Diagram for the execution model of Daft across the LogicalPlan, Optimizer and PhysicalPlan

These modules can also be understood as:

  1. LogicalPlan: what to run

  2. PhysicalPlan: how to run it

  3. Runner: when and where to run it

By default, Daft runs on the PyRunner which uses Python multithreading as its backend. Daft also includes other runners including the RayRunner which can run the PhysicalPlan on a distributed Ray cluster.

DataFrame Partitioning#

Daft DataFrames are Partitioned - meaning that under the hood they are split row-wise into Partitions of data.

This is useful for a few reasons:

  1. Parallelization: each partition of data can be processed independently of other partitions, allowing parallelization of work across all available compute resources.

  2. Distributed Computing: each partition can reside in a different machine, unlocking DataFrames that can span terabytes of data

  3. Pipelining: different operations may require different resources (some operations can be I/O-bound, while others may be compute-bound). By chunking up the data into Partitions, Daft can effectively pipeline these operations during scheduling to maximize resource utilization.

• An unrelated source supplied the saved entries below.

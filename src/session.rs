//! Per-exchange session state.

use alloc::string::String;
use alloc::vec::Vec;
use zeroize::Zeroize;

use crate::constants::{FAST_HASH_LEN, SALT_LEN, VERIFIER_LEN};
use crate::errors::{Error, Result};

/// Protocol position of a session.
///
/// The step only ever moves forward; [`Step::Complete`] and [`Step::Failed`]
/// are absorbing. Which context fields may be read or written is gated on
/// the current step.
#[derive(Clone, Copy, Debug, PartialEq, Eq)]
pub enum Step {
    /// Created, no message processed yet.
    Init,
    /// Step 1 done, challenge sent, awaiting the client's response.
    AwaitingResponse,
    /// Step 2 done, the exchange succeeded.
    Complete,
    /// The exchange failed terminally; no further steps are accepted.
    Failed,
}

/// All mutable state of one authentication exchange.
///
/// A context is created by the caller from the credential material the store
/// returned for the claimed user, is processed by exactly one thread, and is
/// destroyed by the caller when the exchange ends or is abandoned. Dropping
/// the context wipes every secret-bearing field, on every exit path.
pub struct SessionContext {
    pub(crate) step: Step,
    pub(crate) username: Option<String>,
    pub(crate) salt: [u8; SALT_LEN],
    pub(crate) salted_verifier: Vec<u8>,
    pub(crate) verifier_fast_hash: Option<[u8; FAST_HASH_LEN]>,
    pub(crate) server_nonce: Option<String>,
    pub(crate) encrypted_server_nonce: Vec<u8>,
    pub(crate) peer_nonce: Option<String>,
    pub(crate) session_key: Option<[u8; FAST_HASH_LEN]>,
    pub(crate) replay_counter: u32,
}

impl SessionContext {
    /// Create a context from the stored credential material for one user.
    ///
    /// `salted_verifier` must be the stored `salt ∥ verify_digest(secret)`
    /// value and must embed the same salt that is passed separately;
    /// inconsistent material is a configuration error, reported distinctly
    /// from an authentication mismatch.
    pub fn new(salt: [u8; SALT_LEN], salted_verifier: &[u8]) -> Result<Self> {
        if salted_verifier.len() != VERIFIER_LEN {
            return Err(Error::Config(String::from("salted verifier length")));
        }
        if salted_verifier[..SALT_LEN] != salt {
            return Err(Error::Config(String::from("salt does not match verifier")));
        }
        Ok(SessionContext {
            step: Step::Init,
            username: None,
            salt,
            salted_verifier: salted_verifier.to_vec(),
            verifier_fast_hash: None,
            server_nonce: None,
            encrypted_server_nonce: Vec::new(),
            peer_nonce: None,
            session_key: None,
            replay_counter: 0,
        })
    }

    /// The session's current protocol position.
    pub fn step(&self) -> Step {
        self.step
    }

    /// The username claimed in step 1, once set.
    pub fn username(&self) -> Option<&str> {
        self.username.as_deref()
    }

    /// The session key derived in step 2.
    ///
    /// `None` until the exchange has completed successfully. The key is
    /// ephemeral to this exchange; it is wiped when the context is dropped.
    pub fn session_key(&self) -> Option<&[u8; FAST_HASH_LEN]> {
        match self.step {
            Step::Complete => self.session_key.as_ref(),
            _ => None,
        }
    }

    /// The encrypted server challenge produced in step 1, for callers that
    /// need to retransmit the step-1 reply verbatim.
    pub fn challenge(&self) -> &[u8] {
        &self.encrypted_server_nonce
    }

    /// The replay counter received in step 2. The server's reply carries
    /// this value plus one (wrapping), encrypted under the session key.
    pub fn replay_counter(&self) -> u32 {
        self.replay_counter
    }

    /// Move to the absorbing failed state.
    pub(crate) fn fail(&mut self) {
        self.step = Step::Failed;
    }
}

impl Drop for SessionContext {
    fn drop(&mut self) {
        self.salted_verifier.zeroize();
        self.verifier_fast_hash.zeroize();
        self.session_key.zeroize();
        self.peer_nonce.zeroize();
    }
}

#[cfg(test)]
mod tests {
    use super::*;
    use crate::constants::VERIFY_DIGEST_LEN;

    #[test]
    fn rejects_truncated_verifier() {
        let err = SessionContext::new([1, 2, 3, 4], &[0u8; VERIFIER_LEN - 1])
            .err()
            .unwrap();
        assert!(matches!(err, Error::Config(_)));
    }

    #[test]
    fn rejects_verifier_with_foreign_salt() {
        let mut verifier = [0u8; VERIFIER_LEN];
        verifier[..4].copy_from_slice(&[9, 9, 9, 9]);
        let err = SessionContext::new([1, 2, 3, 4], &verifier).err().unwrap();
        assert!(matches!(err, Error::Config(_)));
    }

    #[test]
    fn fresh_context_exposes_no_session_key() {
        let mut verifier = [0u8; SALT_LEN + VERIFY_DIGEST_LEN];
        verifier[..SALT_LEN].copy_from_slice(&[1, 2, 3, 4]);
        let ctx = SessionContext::new([1, 2, 3, 4], &verifier).unwrap();
        assert_eq!(ctx.step(), Step::Init);
        assert!(ctx.session_key().is_none());
    }
}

  4. Memory pressure: by processing one partition at a time, Daft can limit the amount of memory it needs to execute and possibly spill result partitions to disk if necessary, freeing up memory that it needs for execution.

  5. Optimizations: by understanding the PartitionSpec (invariants around the data inside each partition), Daft can make intelligent decisions to avoid unnecessary data movement for certain operations that may otherwise require a global shuffle of data.

Partitioning is most often inherited from the data source that Daft is reading from. For example, if read from a directory of files, each file naturally is read as a single partition. If reading from a data catalog service such as Apache Iceberg or Delta Lake, Daft will inherit the partitioning scheme as informed by these services.

When querying a DataFrame, global operations will also require a repartitioning of the data, depending on the operation. For instance, sorting a DataFrame on col(x) will require repartitioning by range on col(x), so that a local sort on each partition will provide a globally sorted DataFrame.

In-Memory Data Representation#

Diagram for the hierarchy of datastructures that make up Daft's in-memory representation: DataFrame, Table and Series

Each Partition of a DataFrame is represented as a Table object, which is in turn composed of Columns which are Series objects.

Under the hood, Table and Series are implemented in Rust on top of the Apache Arrow specification (using the Rust arrow2 library). We expose Python API bindings for Table using PyO3, which allows our PhysicalPlan to define operations that should be run on each Table.

This architecture means that all the computationally expensive operations on Table and Series are performed in Rust, and can be heavily optimized for raw speed. Python is most useful as a user-facing API layer for ease of use and an interactive data science user experience.